### [Task]
In your answer, transcribe all of the data exactly.

### [Records shown]
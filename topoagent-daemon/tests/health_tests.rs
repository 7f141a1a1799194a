//! Health aggregation tests.
//!
//! Tests the health status aggregation logic and component health reporting.

use topoagent_core::pipeline::HealthStatus;
use topoagent_daemon::health::{ComponentHealth, DaemonHealth, aggregate_status, task_status};

#[test]
fn test_aggregate_status_all_healthy() {
    // Given: All components are healthy
    let components = vec![
        ComponentHealth::new("batcher", true, HealthStatus::Healthy),
        ComponentHealth::new("forwarder", true, HealthStatus::Healthy),
        ComponentHealth::new("check:docker_topology", true, HealthStatus::Healthy),
    ];

    // When: Aggregating status
    let status = aggregate_status(&components);

    // Then: Overall status should be Healthy
    assert!(
        status.is_healthy(),
        "all healthy components should result in healthy status"
    );
}

#[test]
fn test_aggregate_status_one_degraded() {
    // Given: One component is degraded
    let components = vec![
        ComponentHealth::new("batcher", true, HealthStatus::Healthy),
        ComponentHealth::new(
            "forwarder",
            true,
            HealthStatus::Degraded("transport queue nearly full".to_string()),
        ),
    ];

    // When: Aggregating status
    let status = aggregate_status(&components);

    // Then: Overall status should be Degraded with reason
    match &status {
        HealthStatus::Degraded(reason) => {
            assert!(
                reason.contains("forwarder"),
                "degraded reason should mention the component name"
            );
            assert!(
                reason.contains("transport queue nearly full"),
                "degraded reason should include the original reason"
            );
        }
        other => panic!("expected Degraded status, got: {:?}", other),
    }
}

#[test]
fn test_aggregate_status_unhealthy_wins_over_degraded() {
    // Given: One degraded and one unhealthy component
    let components = vec![
        ComponentHealth::new("forwarder", true, HealthStatus::Degraded("slow".to_string())),
        ComponentHealth::new(
            "batcher",
            true,
            HealthStatus::Unhealthy("batcher actor stopped".to_string()),
        ),
    ];

    // When: Aggregating status
    let status = aggregate_status(&components);

    // Then: Overall status should be Unhealthy and list the actor failure
    match &status {
        HealthStatus::Unhealthy(reason) => {
            assert!(reason.contains("batcher: batcher actor stopped"));
        }
        other => panic!("expected Unhealthy status, got: {:?}", other),
    }
}

#[test]
fn test_aggregate_status_ignores_disabled_components() {
    // Given: A disabled component reporting unhealthy
    let components = vec![
        ComponentHealth::new("batcher", false, HealthStatus::Unhealthy("off".to_string())),
        ComponentHealth::new("check:docker_topology", true, HealthStatus::Healthy),
    ];

    // When: Aggregating status
    let status = aggregate_status(&components);

    // Then: Disabled components do not affect the result
    assert!(status.is_healthy(), "disabled components should be ignored");
}

#[test]
fn test_aggregate_status_empty_is_healthy() {
    // Given: No components at all
    // When/Then: Aggregated status is Healthy
    assert!(aggregate_status(&[]).is_healthy());
}

#[test]
fn test_task_status_reports_exited_task() {
    // Given: A background task that has finished
    let status = task_status(true, "forwarder");

    // Then: Reported as unhealthy with the task name
    assert_eq!(
        status,
        HealthStatus::Unhealthy("forwarder exited unexpectedly".to_string())
    );
    assert!(task_status(false, "forwarder").is_healthy());
}

#[test]
fn test_daemon_health_serializes_to_json() {
    // Given: A health report
    let components = vec![ComponentHealth::new("batcher", true, HealthStatus::Healthy)];
    let health = DaemonHealth {
        status: aggregate_status(&components),
        uptime_secs: 42,
        components,
    };

    // When: Serializing to JSON
    let json = serde_json::to_value(&health).expect("should serialize");

    // Then: Fields are present
    assert_eq!(json["uptime_secs"], 42);
    assert_eq!(json["status"], "Healthy");
    assert_eq!(json["components"][0]["name"], "batcher");
    assert_eq!(json["components"][0]["enabled"], true);
}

### [Solution]
filename topoagent-daemon/tests/health_tests.rs
repository 7f141a1a1799194a
//! Health aggregation tests.
//!
//! Tests the health status aggregation logic and component health reporting.

use topoagent_core::pipeline::HealthStatus;
use topoagent_daemon::health::{ComponentHealth, DaemonHealth, aggregate_status, task_status};

#[test]
fn test_aggregate_status_all_healthy() {
    // Given: All components are healthy
    let components = vec![
        ComponentHealth::new("batcher", true, HealthStatus::Healthy),
        ComponentHealth::new("forwarder", true, HealthStatus::Healthy),
        ComponentHealth::new("check:docker_topology", true, HealthStatus::Healthy),
    ];

    // When: Aggregating status
    let status = aggregate_status(&components);

    // Then: Overall status should be Healthy
    assert!(
        status.is_healthy(),
        "all healthy components should result in healthy status"
    );
}

#[test]
fn test_aggregate_status_one_degraded() {
    // Given: One component is degraded
    let components = vec![
        ComponentHealth::new("batcher", true, HealthStatus::Healthy),
        ComponentHealth::new(
            "forwarder",
            true,
            HealthStatus::Degraded("transport queue nearly full".to_string()),
        ),
    ];

    // When: Aggregating status
    let status = aggregate_status(&components);

    // Then: Overall status should be Degraded with reason
    match &status {
        HealthStatus::Degraded(reason) => {
            assert!(
                reason.contains("forwarder"),
                "degraded reason should mention the component name"
            );
            assert!(
                reason.contains("transport queue nearly full"),
                "degraded reason should include the original reason"
            );
        }
        other => panic!("expected Degraded status, got: {:?}", other),
    }
}

#[test]
fn test_aggregate_status_unhealthy_wins_over_degraded() {
    // Given: One degraded and one unhealthy component
    let components = vec![
        ComponentHealth::new("forwarder", true, HealthStatus::Degraded("slow".to_string())),
        ComponentHealth::new(
            "batcher",
            true,
            HealthStatus::Unhealthy("batcher actor stopped".to_string()),
        ),
    ];

    // When: Aggregating status
    let status = aggregate_status(&components);

    // Then: Overall status should be Unhealthy and list the actor failure
    match &status {
        HealthStatus::Unhealthy(reason) => {
            assert!(reason.contains("batcher: batcher actor stopped"));
        }
        other => panic!("expected Unhealthy status, got: {:?}", other),
    }
}

#[test]
fn test_aggregate_status_ignores_disabled_components() {
    // Given: A disabled component reporting unhealthy
    let components = vec![
        ComponentHealth::new("batcher", false, HealthStatus::Unhealthy("off".to_string())),
        ComponentHealth::new("check:docker_topology", true, HealthStatus::Healthy),
    ];

    // When: Aggregating status
    let status = aggregate_status(&components);

    // Then: Disabled components do not affect the result
    assert!(status.is_healthy(), "disabled components should be ignored");
}

#[test]
fn test_aggregate_status_empty_is_healthy() {
    // Given: No components at all
    // When/Then: Aggregated status is Healthy
    assert!(aggregate_status(&[]).is_healthy());
}

#[test]
fn test_task_status_reports_exited_task() {
    // Given: A background task that has finished
    let status = task_status(true, "forwarder");

    // Then: Reported as unhealthy with the task name
    assert_eq!(
        status,
        HealthStatus::Unhealthy("forwarder exited unexpectedly".to_string())
    );
    assert!(task_status(false, "forwarder").is_healthy());
}

#[test]
fn test_daemon_health_serializes_to_json() {
    // Given: A health report
    let components = vec![ComponentHealth::new("batcher", true, HealthStatus::Healthy)];
    let health = DaemonHealth {
        status: aggregate_status(&components),
        uptime_secs: 42,
        components,
    };

    // When: Serializing to JSON
    let json = serde_json::to_value(&health).expect("should serialize");

    // Then: Fields are present
    assert_eq!(json["uptime_secs"], 42);
    assert_eq!(json["status"], "Healthy");
    assert_eq!(json["components"][0]["name"], "batcher");
    assert_eq!(json["components"][0]["enabled"], true);
}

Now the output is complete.